Task requirements: Take the material below and output exactly the run of lines from the one containing "pub mod plan;" down to the one containing "silently succeeding; the", with both included.

Data to process:
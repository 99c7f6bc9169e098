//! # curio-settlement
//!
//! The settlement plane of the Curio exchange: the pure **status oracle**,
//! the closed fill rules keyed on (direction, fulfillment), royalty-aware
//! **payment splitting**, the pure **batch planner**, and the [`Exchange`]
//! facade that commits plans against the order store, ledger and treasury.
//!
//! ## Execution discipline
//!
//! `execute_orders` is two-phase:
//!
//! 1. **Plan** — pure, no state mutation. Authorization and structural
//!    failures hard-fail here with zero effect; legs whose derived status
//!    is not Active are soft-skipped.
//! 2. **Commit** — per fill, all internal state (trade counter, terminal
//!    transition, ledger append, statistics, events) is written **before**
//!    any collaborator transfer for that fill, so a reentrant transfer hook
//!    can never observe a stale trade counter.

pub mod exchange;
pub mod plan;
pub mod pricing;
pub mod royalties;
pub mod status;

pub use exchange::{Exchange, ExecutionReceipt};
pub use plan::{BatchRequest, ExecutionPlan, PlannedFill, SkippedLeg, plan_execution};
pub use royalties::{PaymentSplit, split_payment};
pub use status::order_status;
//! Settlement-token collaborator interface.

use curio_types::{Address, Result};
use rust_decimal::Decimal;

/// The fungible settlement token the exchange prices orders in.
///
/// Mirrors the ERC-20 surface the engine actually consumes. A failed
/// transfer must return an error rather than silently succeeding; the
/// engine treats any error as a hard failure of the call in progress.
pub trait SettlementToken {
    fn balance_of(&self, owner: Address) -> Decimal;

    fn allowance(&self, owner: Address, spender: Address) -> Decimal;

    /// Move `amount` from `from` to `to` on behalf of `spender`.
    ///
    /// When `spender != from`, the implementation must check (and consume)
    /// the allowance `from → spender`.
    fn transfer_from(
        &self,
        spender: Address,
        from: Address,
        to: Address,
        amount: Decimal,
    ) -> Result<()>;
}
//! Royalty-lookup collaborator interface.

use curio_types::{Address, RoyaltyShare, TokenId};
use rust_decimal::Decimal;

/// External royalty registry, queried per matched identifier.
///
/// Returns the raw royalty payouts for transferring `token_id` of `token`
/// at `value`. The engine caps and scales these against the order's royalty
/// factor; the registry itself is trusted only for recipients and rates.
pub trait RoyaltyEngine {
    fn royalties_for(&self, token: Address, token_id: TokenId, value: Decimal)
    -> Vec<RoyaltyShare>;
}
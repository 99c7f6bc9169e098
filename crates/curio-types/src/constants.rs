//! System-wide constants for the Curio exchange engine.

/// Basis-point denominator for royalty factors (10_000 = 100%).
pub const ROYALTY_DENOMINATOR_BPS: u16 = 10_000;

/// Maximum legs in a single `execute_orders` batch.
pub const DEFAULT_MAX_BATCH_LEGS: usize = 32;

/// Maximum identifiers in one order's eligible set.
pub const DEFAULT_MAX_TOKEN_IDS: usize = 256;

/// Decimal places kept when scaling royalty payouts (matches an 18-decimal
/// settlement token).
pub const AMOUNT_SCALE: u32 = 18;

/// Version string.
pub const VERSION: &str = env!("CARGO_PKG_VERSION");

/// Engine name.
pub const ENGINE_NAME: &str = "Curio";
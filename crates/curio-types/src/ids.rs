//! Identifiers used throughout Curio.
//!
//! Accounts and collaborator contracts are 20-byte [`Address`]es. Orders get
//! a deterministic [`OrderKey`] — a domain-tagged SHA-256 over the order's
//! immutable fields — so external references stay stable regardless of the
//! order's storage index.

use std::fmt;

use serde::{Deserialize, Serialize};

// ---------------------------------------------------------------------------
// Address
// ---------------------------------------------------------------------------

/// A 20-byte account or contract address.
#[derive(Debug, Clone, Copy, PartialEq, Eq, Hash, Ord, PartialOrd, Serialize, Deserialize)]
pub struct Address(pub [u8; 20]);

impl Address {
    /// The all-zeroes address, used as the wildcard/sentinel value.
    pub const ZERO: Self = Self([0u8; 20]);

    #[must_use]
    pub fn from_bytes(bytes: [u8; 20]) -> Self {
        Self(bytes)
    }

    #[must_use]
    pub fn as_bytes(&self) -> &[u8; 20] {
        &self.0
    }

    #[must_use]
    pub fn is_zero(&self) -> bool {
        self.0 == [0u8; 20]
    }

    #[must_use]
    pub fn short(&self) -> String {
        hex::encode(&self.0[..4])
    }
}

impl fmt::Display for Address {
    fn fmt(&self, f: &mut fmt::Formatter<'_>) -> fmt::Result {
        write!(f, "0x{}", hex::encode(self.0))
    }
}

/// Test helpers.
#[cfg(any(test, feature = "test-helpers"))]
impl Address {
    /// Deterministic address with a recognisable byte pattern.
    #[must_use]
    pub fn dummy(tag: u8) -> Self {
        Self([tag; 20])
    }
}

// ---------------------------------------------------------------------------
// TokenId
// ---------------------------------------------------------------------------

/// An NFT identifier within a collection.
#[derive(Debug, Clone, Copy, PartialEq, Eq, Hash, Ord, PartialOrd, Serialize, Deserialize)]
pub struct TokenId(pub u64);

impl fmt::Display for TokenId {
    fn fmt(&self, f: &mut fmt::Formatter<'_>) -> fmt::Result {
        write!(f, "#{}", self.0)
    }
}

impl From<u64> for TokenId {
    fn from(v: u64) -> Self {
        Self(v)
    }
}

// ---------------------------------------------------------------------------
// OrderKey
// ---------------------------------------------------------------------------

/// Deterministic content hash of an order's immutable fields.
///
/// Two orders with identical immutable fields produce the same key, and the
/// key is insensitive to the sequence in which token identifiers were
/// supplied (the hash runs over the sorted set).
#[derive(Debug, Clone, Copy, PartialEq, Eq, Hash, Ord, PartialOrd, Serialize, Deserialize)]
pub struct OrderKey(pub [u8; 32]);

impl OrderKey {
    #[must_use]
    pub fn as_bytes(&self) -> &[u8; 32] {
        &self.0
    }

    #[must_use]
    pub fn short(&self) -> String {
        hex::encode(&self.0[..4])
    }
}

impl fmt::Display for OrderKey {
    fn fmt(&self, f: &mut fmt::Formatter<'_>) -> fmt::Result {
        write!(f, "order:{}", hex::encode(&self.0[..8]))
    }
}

* * *

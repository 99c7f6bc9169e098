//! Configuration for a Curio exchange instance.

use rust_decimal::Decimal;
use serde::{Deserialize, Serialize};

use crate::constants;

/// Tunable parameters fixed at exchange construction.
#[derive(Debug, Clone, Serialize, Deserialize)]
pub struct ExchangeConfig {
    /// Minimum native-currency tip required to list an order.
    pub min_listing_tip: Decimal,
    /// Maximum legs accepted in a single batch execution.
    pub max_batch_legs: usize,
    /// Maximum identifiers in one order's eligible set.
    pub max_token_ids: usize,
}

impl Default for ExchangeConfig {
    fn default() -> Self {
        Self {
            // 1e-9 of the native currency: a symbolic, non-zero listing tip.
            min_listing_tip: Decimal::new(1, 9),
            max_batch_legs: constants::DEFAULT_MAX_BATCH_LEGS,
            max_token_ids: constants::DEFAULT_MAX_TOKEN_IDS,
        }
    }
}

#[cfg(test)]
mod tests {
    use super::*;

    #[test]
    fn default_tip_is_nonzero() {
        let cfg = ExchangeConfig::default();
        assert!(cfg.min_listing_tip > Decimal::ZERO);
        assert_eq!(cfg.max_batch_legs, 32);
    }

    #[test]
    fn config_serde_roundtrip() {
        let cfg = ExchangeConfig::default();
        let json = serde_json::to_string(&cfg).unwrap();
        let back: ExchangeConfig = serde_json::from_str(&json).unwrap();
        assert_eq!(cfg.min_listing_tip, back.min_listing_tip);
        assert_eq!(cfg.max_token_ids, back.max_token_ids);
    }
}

--

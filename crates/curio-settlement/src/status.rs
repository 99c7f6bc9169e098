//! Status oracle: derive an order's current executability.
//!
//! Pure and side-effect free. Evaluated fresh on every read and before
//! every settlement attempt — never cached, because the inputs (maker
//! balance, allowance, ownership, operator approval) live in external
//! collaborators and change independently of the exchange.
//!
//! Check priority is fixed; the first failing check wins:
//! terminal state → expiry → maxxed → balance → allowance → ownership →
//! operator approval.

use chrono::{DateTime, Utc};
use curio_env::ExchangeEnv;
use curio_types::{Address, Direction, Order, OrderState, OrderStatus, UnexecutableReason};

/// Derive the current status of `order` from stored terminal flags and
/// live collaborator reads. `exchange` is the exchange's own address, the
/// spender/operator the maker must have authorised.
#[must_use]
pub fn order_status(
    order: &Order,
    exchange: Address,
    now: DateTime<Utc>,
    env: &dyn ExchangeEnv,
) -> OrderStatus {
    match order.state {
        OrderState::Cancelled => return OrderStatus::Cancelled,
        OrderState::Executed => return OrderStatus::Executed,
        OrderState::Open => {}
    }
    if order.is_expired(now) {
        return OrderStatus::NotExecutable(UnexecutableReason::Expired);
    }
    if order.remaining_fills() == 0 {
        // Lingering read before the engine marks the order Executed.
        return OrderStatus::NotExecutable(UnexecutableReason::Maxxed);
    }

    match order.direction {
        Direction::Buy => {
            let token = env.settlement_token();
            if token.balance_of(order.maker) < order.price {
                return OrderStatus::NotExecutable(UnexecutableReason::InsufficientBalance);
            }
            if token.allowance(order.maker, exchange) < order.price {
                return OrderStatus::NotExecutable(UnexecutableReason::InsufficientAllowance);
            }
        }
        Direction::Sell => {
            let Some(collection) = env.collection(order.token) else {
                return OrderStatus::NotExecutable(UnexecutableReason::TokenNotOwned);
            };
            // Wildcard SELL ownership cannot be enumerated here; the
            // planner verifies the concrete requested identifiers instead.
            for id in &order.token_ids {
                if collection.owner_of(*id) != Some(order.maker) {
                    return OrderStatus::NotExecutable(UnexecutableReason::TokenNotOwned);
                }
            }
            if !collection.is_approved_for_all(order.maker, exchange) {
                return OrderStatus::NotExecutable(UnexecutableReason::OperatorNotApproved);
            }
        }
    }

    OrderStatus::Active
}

Worked solution:
pub mod plan;
pub mod pricing;
pub mod royalties;
pub mod status;

pub use exchange::{Exchange, ExecutionReceipt};
pub use plan::{BatchRequest, ExecutionPlan, PlannedFill, SkippedLeg, plan_execution};
pub use royalties::{PaymentSplit, split_payment};
pub use status::order_status;
//! Settlement-token collaborator interface.

use curio_types::{Address, Result};
use rust_decimal::Decimal;

/// The fungible settlement token the exchange prices orders in.
///
/// Mirrors the ERC-20 surface the engine actually consumes. A failed
/// transfer must return an error rather than silently succeeding; the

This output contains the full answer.